There were no medals for Sarah Hendrickson that evening or the U.S. team in the mixed team event. She didn’t get to parade jubilantly with the American flag, hoisted onto the shoulders of her teammates. There was no press conference, no flash of camera lights.
But it didn’t matter. She was back! And the golden feeling in her heart was every bit as valuable as the gold she won two years earlier in Italy.
Every day for the last 18 months, Sarah has re-lived that warm day in August 2013 in Oberstdorf, Germany, when, in a training leap, she outflew the big hill by about 20 meters. It was a jump that would change her life as she came crashing to a stop in the outrun, coach Paulo Bernardi running to her aid.
That started a new chapter in her life. Hendrickson literally moved into the USSA Center of Excellence, putting in hundreds and hundreds of hours — lifting weights, riding the bike, gingerly building strength in her knee for Sochi. Medals were out of the question. But she wanted to jump. And she did.
Then, it was time to do it all over again. Her next eight months were filled with more of the same — surgery again, building strength, preparing herself mentally for yet another comeback.
There was little fanfare for her return in October at the Continental Cup in Trondheim for a pair of second place finishes.

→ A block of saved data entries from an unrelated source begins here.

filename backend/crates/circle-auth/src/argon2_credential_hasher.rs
use crate::{AuthError, Result as AuthErrorResult};

use circle_core::{CoreError, CoreResult, CredentialHasher};

use std::panic::Location;

use argon2::password_hash::rand_core::OsRng;
use argon2::password_hash::{PasswordHash, PasswordHasher, PasswordVerifier, SaltString};
use argon2::{Algorithm, Argon2, Params, Version};
use async_trait::async_trait;
use error_location::ErrorLocation;

/// Argon2id password hashing, stored as PHC strings (`$argon2id$v=19$m=..`).
///
/// Both operations are CPU and memory bound and run on tokio's blocking
/// pool. Verification reads the cost parameters from the stored hash, so
/// hashes created under older settings keep verifying.
#[derive(Debug, Clone)]
pub struct Argon2CredentialHasher {
    params: Params,
}

impl Argon2CredentialHasher {
    /// argon2 crate defaults: 19 MiB, 2 passes, 1 lane
    pub fn new() -> Self {
        Self {
            params: Params::default(),
        }
    }

    #[track_caller]
    pub fn with_params(
        memory_kib: u32,
        time_cost: u32,
        parallelism: u32,
    ) -> AuthErrorResult<Self> {
        let params = Params::new(memory_kib, time_cost, parallelism, None).map_err(|e| {
            AuthError::HashParams {
                message: e.to_string(),
                location: ErrorLocation::from(Location::caller()),
            }
        })?;

        Ok(Self { params })
    }

    pub fn params(&self) -> &Params {
        &self.params
    }

    fn argon2(&self) -> Argon2<'static> {
        Argon2::new(Algorithm::Argon2id, Version::V0x13, self.params.clone())
    }

    fn hash_blocking(&self, password: &str) -> CoreResult<String> {
        let salt = SaltString::generate(&mut OsRng);

        self.argon2()
            .hash_password(password.as_bytes(), &salt)
            .map(|hash| hash.to_string())
            .map_err(|e| CoreError::store(format!("Password hashing failed: {e}")))
    }

    fn verify_blocking(&self, password: &str, encoded_hash: &str) -> bool {
        let parsed = match PasswordHash::new(encoded_hash) {
            Ok(parsed) => parsed,
            Err(e) => {
                log::warn!("Stored password hash is malformed: {}", e);
                return false;
            }
        };

        self.argon2()
            .verify_password(password.as_bytes(), &parsed)
            .is_ok()
    }
}

impl Default for Argon2CredentialHasher {
    fn default() -> Self {
        Self::new()
    }
}

#[async_trait]
impl CredentialHasher for Argon2CredentialHasher {
    async fn hash(&self, password: &str) -> CoreResult<String> {
        let hasher = self.clone();
        let password = password.to_owned();

        tokio::task::spawn_blocking(move || hasher.hash_blocking(&password))
            .await
            .map_err(|e| CoreError::store(format!("Password hashing task failed: {e}")))?
    }

    async fn verify(&self, password: &str, encoded_hash: &str) -> bool {
        let hasher = self.clone();
        let password = password.to_owned();
        let encoded_hash = encoded_hash.to_owned();

        match tokio::task::spawn_blocking(move || hasher.verify_blocking(&password, &encoded_hash))
            .await
        {
            Ok(verified) => verified,
            Err(e) => {
                log::error!("Password verification task failed: {}", e);
                false
            }
        }
    }
}
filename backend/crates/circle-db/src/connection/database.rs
use crate::{DbError, Result};

use std::panic::Location;
use std::path::{Path, PathBuf};
use std::time::Duration;

use error_location::ErrorLocation;
use sqlx::sqlite::{SqliteConnectOptions, SqliteJournalMode, SqlitePool, SqlitePoolOptions};

const DEFAULT_MAX_CONNECTIONS: u32 = 5;
const DEFAULT_BUSY_TIMEOUT_SECS: u64 = 5;

/// Tuning for a file-backed pool
#[derive(Debug, Clone, PartialEq, Eq)]
pub struct DatabaseOptions {
    pub path: PathBuf,
    pub max_connections: u32,
    pub busy_timeout: Duration,
}

impl DatabaseOptions {
    pub fn new(path: impl Into<PathBuf>) -> Self {
        Self {
            path: path.into(),
            max_connections: DEFAULT_MAX_CONNECTIONS,
            busy_timeout: Duration::from_secs(DEFAULT_BUSY_TIMEOUT_SECS),
        }
    }
}

/// Opens SQLite pools with the schema migrated
pub struct Database;

impl Database {
    /// Open (creating if needed) the database file, then run migrations
    pub async fn open(options: &DatabaseOptions) -> Result<SqlitePool> {
        Self::ensure_parent_dir(&options.path).await?;

        let connect = SqliteConnectOptions::new()
            .filename(&options.path)
            .create_if_missing(true)
            .journal_mode(SqliteJournalMode::Wal)
            .busy_timeout(options.busy_timeout)
            .foreign_keys(true);

        let pool = SqlitePoolOptions::new()
            .max_connections(options.max_connections)
            .connect_with(connect)
            .await?;

        log::info!(
            "Opened database at {} (max {} connections)",
            options.path.display(),
            options.max_connections
        );

        Self::run_migrations(&pool).await?;

        Ok(pool)
    }

    /// Private in-memory database on a single long-lived connection
    pub async fn open_in_memory() -> Result<SqlitePool> {
        let connect = SqliteConnectOptions::new()
            .filename(":memory:")
            .foreign_keys(true);

        // Dropping the only connection would drop the database
        let pool = SqlitePoolOptions::new()
            .max_connections(1)
            .min_connections(1)
            .idle_timeout(None)
            .max_lifetime(None)
            .connect_with(connect)
            .await?;

        Self::run_migrations(&pool).await?;

        Ok(pool)
    }

    pub async fn run_migrations(pool: &SqlitePool) -> Result<()> {
        sqlx::migrate!("./migrations")
            .run(pool)
            .await
            .map_err(|e| DbError::Migration {
                message: format!("Migration failed: {}", e),
                location: ErrorLocation::from(Location::caller()),
            })?;

        log::debug!("Database migrations applied");

        Ok(())
    }

    /// Cheap round trip used by readiness checks
    pub async fn ping(pool: &SqlitePool) -> Result<()> {
        sqlx::query("SELECT 1").execute(pool).await?;
        Ok(())
    }

    async fn ensure_parent_dir(path: &Path) -> Result<()> {
        match path.parent() {
            Some(parent) if !parent.as_os_str().is_empty() => {
                tokio::fs::create_dir_all(parent)
                    .await
                    .map_err(|e| DbError::Initialization {
                        message: format!(
                            "Failed to create database directory {}: {}",
                            parent.display(),
                            e
                        ),
                        location: ErrorLocation::from(Location::caller()),
                    })
            }
            _ => Ok(()),
        }
    }
}
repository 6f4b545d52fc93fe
//! Column decoding shared by the repositories

use crate::{DbError, Result};

use chrono::{DateTime, Utc};
use sqlx::Row;
use sqlx::sqlite::SqliteRow;
use uuid::Uuid;

pub(crate) fn uuid_column(row: &SqliteRow, table: &'static str, column: &str) -> Result<Uuid> {
    let raw: String = row.try_get(column)?;
    Uuid::parse_str(&raw)
        .map_err(|e| DbError::corrupt(table, format!("{column} '{raw}' is not a UUID: {e}")))
}

/// Timestamps are stored as Unix milliseconds
pub(crate) fn timestamp_column(
    row: &SqliteRow,
    table: &'static str,
    column: &str,
) -> Result<DateTime<Utc>> {
    let millis: i64 = row.try_get(column)?;
    DateTime::from_timestamp_millis(millis)
        .ok_or_else(|| DbError::corrupt(table, format!("{column} {millis} is out of range")))
}

/// Escape `%`, `_` and the escape character itself for a `LIKE ... ESCAPE '\'`
pub(crate) fn escape_like(fragment: &str) -> String {
    let mut escaped = String::with_capacity(fragment.len());
    for c in fragment.chars() {
        if matches!(c, '\\' | '%' | '_') {
            escaped.push('\\');
        }
        escaped.push(c);
    }
    escaped
}
use crate::UserDto;

use circle_auth::TokenPair;
use circle_core::User;

use serde::Serialize;

/// Returned by signup and login
#[derive(Debug, Serialize)]
pub struct AuthResponse {
    pub refresh: String,
    pub access: String,
    pub user: UserDto,
}

impl AuthResponse {
    pub fn new(tokens: TokenPair, user: User) -> Self {
        Self {
            refresh: tokens.refresh,
            access: tokens.access,
            user: user.into(),
        }
    }
}
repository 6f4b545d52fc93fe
mod error;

Optimism.
As the season progressed to snow, soon she was cracking into the top-10 on the World Cup. Then came the swirling winds of Zao, Japan, where she finished an uncharacteristic 34th. A week later, she returned for the first time to Oberstdorf, albeit it on the smaller hill. Saturday was OK, but Sunday spelled disaster, as she failed to qualify for the second jump.
As January came to a close and the Falun 2015 World Championships loomed ahead, she had lost the touch. Somewhat like Lindsey Vonn, her knee was still a challenge. Mentally, it was hard to focus.
Two podiums in Slovenia a week before Falun buoyed her confidence. A day before she defended her medal, she pointed proudly to the World Ski Champion bib she was presented as defending titlist. She soared for the podium that night, but fell short in sixth. Two days later, she came back again to lead both rounds in the mixed team event.
Sarah Hendrickson will always be a World Ski Champion. And it’s likely she’ll win another. She packs a lot of punch into her tiny frame. As she walks around the jumping stadium she commands respect as a leader of her sport. Media welcome her. Athletes from other nations look up to her. And she’s not afraid to speak her mind about the future of her sport.
“Let us fly,” she says often. “Give us the speed to let us put on a show.”
As she left the venue for the final time Sunday, she carried with her the confidence of knowing that she had put down two unbeatable jumps. Her thoughts quickly turned to Lahti for 2017 Worlds and PyeongChang 2018 for the Olympic gold that eludes her.
Most of all, she left knowing what it felt like again to catch that wave.